Prompt:
Find the word "ProjectedGradientSolver" in the listing below. Copy every line that has it.

Given data:
-- -- --
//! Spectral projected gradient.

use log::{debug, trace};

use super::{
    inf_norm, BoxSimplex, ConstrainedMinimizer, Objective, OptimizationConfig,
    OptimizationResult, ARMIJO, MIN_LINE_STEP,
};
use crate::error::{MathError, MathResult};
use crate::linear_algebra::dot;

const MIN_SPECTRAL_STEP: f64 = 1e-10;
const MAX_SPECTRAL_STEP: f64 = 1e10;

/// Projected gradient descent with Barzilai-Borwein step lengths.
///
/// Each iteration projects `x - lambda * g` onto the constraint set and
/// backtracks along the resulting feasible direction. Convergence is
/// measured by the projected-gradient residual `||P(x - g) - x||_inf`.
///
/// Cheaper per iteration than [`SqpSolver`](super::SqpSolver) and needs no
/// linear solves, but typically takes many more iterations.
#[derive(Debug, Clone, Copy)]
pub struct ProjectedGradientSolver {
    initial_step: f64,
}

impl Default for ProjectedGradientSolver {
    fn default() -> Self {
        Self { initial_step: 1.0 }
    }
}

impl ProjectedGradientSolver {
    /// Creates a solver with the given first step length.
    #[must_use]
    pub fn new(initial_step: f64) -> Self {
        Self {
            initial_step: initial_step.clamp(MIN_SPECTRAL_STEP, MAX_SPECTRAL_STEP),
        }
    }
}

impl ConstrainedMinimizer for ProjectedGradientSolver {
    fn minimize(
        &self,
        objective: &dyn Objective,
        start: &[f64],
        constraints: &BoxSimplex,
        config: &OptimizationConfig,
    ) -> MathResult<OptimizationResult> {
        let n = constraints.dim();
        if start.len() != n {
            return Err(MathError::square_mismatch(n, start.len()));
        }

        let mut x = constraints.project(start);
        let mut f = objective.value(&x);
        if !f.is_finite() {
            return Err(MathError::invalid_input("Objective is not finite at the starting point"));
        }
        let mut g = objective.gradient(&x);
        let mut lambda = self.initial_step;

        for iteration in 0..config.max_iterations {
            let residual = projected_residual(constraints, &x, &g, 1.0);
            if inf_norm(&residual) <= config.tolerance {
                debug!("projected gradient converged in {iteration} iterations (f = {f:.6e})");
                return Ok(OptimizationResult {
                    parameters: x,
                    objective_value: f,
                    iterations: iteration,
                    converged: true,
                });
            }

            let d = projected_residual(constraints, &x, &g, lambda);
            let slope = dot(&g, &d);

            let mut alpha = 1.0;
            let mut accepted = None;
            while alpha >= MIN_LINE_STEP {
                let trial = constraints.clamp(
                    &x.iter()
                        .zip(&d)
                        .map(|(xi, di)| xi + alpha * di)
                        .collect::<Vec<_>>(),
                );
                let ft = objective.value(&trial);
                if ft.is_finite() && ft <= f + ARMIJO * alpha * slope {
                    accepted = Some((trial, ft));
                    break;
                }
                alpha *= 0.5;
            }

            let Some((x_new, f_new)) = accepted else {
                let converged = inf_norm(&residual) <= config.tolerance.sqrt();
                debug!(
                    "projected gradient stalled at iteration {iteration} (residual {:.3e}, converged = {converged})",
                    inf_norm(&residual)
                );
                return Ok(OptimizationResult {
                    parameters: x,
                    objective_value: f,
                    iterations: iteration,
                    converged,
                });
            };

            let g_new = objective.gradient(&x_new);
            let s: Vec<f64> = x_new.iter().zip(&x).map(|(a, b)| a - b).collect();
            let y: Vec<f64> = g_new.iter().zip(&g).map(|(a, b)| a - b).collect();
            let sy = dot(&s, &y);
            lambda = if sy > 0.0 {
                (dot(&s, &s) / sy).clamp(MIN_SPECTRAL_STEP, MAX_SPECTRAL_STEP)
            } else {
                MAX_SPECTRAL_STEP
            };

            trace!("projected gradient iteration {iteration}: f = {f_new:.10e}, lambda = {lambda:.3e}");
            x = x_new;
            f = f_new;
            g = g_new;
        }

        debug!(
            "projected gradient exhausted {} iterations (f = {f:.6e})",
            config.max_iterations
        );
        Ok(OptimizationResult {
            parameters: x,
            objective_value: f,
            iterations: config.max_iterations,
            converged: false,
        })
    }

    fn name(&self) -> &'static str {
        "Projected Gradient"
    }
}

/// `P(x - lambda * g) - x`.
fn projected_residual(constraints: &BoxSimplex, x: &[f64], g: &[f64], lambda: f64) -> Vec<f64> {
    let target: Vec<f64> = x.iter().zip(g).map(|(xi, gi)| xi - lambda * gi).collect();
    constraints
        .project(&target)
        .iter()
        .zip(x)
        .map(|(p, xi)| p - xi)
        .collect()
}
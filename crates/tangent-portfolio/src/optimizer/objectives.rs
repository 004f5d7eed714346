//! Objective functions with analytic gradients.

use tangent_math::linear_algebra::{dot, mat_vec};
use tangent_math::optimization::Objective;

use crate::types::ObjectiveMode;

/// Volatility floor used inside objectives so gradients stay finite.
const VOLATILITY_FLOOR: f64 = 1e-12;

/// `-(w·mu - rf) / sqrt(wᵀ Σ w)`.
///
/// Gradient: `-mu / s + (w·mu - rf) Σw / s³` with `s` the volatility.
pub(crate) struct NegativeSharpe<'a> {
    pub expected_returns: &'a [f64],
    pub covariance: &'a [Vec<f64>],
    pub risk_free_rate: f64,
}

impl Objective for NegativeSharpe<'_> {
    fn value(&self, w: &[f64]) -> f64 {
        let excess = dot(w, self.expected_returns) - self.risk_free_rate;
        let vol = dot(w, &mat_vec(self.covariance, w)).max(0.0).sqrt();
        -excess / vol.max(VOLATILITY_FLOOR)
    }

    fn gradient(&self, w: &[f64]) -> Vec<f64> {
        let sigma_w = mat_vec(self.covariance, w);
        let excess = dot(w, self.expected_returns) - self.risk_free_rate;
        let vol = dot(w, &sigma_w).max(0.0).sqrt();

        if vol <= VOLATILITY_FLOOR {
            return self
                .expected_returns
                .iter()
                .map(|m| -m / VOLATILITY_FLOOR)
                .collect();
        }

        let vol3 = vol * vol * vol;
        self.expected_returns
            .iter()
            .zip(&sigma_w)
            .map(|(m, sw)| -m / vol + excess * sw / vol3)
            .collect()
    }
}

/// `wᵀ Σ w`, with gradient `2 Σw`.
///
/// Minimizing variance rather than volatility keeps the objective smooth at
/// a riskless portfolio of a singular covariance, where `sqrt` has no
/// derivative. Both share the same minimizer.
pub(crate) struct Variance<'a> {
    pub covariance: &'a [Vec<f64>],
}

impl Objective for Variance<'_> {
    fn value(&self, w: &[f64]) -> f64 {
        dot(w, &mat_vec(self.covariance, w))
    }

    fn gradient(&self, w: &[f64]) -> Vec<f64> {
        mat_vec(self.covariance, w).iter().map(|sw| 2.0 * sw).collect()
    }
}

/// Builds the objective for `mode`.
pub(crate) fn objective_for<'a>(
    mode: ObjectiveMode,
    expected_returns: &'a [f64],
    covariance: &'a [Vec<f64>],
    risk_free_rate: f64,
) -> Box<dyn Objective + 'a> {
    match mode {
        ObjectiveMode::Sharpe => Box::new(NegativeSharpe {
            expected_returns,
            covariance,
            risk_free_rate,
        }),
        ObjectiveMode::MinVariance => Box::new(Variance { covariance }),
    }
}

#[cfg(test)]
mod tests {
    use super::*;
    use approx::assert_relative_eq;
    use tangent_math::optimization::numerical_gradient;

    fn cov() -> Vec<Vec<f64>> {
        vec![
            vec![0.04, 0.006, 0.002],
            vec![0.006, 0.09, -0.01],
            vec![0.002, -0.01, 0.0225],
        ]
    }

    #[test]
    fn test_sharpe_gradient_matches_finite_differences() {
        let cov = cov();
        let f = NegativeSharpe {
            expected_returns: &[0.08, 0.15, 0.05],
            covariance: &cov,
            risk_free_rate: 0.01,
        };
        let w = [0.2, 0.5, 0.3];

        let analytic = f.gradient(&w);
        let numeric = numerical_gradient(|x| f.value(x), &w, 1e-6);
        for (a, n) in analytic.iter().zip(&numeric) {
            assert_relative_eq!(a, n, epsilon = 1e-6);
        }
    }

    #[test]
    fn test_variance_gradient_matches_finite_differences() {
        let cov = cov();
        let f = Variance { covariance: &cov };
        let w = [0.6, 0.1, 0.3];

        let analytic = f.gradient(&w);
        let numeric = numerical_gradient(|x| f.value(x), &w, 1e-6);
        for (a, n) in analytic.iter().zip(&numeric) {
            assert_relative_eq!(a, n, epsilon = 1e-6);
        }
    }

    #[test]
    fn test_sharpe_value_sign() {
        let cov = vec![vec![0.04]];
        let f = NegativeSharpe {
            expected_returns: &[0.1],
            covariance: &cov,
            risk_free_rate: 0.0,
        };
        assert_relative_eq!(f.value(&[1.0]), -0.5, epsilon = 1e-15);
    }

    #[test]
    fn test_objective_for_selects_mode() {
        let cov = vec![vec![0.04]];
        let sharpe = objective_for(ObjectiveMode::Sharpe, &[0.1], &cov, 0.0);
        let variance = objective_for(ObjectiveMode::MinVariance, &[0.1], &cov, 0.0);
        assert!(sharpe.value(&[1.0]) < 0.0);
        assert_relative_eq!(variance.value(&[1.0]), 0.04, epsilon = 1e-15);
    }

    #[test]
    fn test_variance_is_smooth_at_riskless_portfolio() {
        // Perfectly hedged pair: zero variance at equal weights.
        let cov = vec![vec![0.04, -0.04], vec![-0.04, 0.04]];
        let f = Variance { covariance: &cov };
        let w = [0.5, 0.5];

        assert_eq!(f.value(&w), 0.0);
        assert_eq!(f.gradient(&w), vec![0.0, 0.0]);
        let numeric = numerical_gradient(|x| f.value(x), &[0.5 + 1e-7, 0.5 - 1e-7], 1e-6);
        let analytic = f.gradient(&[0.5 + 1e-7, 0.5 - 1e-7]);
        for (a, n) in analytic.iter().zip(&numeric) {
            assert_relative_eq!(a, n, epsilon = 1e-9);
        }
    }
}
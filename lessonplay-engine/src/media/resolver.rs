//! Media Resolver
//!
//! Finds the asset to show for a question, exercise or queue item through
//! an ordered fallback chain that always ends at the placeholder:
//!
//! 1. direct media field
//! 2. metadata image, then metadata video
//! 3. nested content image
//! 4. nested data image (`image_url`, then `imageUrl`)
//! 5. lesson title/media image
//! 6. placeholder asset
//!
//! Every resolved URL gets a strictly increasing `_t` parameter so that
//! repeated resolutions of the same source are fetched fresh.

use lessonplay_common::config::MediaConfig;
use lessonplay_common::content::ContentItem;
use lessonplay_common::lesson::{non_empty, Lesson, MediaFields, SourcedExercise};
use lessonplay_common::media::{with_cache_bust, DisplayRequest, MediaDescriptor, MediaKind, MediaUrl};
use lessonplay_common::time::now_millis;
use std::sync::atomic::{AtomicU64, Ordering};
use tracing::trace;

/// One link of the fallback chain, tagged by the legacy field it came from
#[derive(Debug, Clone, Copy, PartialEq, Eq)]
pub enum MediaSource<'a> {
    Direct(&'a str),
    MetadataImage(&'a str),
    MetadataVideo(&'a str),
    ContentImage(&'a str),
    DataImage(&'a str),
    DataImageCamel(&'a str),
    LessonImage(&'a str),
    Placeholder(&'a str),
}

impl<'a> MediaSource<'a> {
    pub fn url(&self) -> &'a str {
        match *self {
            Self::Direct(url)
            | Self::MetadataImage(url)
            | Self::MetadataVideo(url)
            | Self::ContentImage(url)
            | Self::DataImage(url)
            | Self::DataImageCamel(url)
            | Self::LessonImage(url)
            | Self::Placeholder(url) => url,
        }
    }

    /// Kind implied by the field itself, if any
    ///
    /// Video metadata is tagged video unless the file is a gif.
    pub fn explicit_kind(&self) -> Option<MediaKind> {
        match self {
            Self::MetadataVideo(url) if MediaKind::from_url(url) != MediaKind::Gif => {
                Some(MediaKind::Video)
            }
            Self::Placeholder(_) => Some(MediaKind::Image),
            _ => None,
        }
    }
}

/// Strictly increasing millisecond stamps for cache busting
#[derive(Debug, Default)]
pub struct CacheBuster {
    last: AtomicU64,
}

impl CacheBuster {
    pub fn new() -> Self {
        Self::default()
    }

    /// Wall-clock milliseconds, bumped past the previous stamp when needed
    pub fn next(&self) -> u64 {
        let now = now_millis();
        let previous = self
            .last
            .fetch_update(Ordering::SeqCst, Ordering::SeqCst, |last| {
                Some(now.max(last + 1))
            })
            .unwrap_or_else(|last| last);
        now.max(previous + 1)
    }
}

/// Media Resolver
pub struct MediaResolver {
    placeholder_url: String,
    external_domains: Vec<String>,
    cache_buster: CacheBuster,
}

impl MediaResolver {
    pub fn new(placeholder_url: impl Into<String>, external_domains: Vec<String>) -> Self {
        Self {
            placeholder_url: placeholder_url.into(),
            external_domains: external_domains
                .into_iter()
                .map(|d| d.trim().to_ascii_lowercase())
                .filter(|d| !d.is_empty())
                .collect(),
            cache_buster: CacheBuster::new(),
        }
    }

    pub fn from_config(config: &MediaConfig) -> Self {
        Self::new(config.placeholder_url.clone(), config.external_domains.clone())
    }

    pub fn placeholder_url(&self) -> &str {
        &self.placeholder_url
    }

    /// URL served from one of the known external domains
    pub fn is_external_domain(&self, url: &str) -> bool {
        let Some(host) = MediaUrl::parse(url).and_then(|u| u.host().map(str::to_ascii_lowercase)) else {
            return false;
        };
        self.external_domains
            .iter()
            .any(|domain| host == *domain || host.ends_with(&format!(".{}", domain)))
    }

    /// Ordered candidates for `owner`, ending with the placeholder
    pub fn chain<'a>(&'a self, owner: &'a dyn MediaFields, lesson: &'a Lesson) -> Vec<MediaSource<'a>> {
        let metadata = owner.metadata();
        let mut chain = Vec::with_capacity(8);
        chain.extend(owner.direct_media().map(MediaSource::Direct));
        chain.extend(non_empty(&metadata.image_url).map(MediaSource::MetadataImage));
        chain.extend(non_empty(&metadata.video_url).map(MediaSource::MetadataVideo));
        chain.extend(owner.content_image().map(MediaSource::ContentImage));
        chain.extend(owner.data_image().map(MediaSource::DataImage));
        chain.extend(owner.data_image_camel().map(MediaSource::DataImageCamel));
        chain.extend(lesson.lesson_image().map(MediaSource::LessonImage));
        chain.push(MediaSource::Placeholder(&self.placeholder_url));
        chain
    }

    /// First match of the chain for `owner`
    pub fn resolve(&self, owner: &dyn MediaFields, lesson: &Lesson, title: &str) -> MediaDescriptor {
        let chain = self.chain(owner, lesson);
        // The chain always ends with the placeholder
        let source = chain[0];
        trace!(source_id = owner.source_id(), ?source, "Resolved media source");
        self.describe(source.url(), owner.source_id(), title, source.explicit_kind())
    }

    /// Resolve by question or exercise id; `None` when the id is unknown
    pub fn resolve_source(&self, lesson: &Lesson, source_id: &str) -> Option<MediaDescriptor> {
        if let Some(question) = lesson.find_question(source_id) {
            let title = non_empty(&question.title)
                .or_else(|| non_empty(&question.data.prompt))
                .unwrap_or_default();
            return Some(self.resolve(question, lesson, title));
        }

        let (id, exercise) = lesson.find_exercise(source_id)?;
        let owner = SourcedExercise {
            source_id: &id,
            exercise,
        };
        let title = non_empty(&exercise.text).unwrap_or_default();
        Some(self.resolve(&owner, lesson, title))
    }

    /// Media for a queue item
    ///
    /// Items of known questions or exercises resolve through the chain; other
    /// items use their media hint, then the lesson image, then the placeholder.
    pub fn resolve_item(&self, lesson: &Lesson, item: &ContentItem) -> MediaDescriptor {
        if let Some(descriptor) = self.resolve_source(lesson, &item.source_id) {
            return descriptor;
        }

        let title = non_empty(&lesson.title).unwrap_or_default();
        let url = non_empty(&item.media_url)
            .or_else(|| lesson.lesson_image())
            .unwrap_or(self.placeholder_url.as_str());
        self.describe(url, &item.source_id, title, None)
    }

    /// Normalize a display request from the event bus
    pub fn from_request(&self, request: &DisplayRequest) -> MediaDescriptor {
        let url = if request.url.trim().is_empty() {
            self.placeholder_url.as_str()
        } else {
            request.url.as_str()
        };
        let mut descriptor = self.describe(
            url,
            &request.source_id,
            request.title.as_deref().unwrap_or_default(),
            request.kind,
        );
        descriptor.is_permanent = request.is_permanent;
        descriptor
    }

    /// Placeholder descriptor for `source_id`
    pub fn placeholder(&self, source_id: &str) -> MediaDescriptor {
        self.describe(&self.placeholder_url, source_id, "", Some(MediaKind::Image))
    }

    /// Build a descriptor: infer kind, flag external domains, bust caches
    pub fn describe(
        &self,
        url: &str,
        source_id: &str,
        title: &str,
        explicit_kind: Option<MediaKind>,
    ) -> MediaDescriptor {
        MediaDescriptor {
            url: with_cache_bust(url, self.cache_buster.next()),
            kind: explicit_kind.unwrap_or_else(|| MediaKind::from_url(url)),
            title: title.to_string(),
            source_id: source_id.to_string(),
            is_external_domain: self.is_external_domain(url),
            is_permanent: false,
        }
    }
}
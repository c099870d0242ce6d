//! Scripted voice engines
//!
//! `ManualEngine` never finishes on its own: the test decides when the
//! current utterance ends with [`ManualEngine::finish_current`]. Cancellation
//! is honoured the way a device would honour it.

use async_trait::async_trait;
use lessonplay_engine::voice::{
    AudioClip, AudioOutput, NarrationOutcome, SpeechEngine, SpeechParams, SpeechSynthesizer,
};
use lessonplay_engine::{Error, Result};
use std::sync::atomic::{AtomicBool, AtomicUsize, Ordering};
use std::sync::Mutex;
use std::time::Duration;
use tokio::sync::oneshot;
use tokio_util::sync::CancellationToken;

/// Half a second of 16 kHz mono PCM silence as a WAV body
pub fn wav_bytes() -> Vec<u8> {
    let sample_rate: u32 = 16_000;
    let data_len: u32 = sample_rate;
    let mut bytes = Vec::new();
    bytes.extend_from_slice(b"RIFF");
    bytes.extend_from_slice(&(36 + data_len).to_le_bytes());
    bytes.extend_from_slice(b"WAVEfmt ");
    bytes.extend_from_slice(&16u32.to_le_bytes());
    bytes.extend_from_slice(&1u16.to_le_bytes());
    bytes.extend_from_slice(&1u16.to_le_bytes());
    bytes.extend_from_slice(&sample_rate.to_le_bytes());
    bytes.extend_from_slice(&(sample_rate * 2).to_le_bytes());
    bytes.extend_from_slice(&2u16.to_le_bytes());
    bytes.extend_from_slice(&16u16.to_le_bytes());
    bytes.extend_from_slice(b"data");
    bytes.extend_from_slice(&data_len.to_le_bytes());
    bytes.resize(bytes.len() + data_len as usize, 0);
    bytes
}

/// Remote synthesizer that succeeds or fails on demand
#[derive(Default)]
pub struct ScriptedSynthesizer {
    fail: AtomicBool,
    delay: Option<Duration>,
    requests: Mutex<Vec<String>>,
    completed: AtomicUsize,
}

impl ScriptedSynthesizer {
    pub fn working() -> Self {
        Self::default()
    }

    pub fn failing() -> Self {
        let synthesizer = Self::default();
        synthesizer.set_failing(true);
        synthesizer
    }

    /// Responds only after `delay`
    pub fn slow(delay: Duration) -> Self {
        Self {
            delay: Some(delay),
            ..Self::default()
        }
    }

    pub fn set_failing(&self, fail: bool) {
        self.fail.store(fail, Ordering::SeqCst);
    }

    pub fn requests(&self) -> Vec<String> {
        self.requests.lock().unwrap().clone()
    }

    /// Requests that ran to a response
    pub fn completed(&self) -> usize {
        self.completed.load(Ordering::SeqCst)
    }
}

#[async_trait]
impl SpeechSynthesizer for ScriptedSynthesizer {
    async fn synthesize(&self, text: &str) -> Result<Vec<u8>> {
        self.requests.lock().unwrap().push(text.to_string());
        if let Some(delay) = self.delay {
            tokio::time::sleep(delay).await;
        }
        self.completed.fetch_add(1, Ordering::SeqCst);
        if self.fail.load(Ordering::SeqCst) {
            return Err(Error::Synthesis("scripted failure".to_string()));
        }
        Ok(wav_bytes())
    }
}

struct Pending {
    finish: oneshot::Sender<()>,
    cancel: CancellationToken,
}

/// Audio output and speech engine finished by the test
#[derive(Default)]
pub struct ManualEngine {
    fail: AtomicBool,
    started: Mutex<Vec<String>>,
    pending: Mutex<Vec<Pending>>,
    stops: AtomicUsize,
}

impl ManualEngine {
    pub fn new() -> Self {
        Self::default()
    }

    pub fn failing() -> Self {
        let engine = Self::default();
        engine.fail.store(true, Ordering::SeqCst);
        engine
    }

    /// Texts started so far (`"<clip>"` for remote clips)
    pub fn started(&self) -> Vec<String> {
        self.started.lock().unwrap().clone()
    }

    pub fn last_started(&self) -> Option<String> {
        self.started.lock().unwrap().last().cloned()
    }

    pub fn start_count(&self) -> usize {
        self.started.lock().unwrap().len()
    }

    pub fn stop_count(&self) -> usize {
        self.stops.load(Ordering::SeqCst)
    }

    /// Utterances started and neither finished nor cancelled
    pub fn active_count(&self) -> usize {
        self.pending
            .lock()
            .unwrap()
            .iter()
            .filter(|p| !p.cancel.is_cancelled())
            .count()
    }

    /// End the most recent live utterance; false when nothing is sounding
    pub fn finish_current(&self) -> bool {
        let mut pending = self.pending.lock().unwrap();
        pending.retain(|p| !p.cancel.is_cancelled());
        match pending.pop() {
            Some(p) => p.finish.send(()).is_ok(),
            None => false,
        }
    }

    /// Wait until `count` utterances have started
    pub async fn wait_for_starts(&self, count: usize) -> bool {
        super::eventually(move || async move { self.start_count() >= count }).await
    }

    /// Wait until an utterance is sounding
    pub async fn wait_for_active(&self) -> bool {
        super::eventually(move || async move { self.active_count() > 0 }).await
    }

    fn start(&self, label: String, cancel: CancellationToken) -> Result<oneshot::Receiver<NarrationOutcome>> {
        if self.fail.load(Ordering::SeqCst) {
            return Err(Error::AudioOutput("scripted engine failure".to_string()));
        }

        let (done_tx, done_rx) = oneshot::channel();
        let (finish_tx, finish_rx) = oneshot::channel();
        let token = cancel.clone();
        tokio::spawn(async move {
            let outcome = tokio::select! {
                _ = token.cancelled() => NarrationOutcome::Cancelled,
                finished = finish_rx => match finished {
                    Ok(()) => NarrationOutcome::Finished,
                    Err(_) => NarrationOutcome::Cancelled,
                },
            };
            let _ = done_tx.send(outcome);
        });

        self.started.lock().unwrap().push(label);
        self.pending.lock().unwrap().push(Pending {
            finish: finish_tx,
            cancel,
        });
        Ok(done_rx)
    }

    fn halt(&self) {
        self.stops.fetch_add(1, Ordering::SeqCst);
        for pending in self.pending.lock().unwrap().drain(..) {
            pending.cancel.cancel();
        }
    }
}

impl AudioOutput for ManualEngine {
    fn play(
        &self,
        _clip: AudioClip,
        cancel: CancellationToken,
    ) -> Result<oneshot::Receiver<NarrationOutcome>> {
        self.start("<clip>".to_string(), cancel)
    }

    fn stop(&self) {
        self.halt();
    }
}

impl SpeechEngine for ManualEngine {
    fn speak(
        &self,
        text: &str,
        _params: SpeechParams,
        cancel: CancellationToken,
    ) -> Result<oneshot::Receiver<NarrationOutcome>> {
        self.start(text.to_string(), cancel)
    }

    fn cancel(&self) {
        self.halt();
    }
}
-- -- --
Response to the task:
pub struct ProjectedGradientSolver {
impl Default for ProjectedGradientSolver {
impl ProjectedGradientSolver {
impl ConstrainedMinimizer for ProjectedGradientSolver {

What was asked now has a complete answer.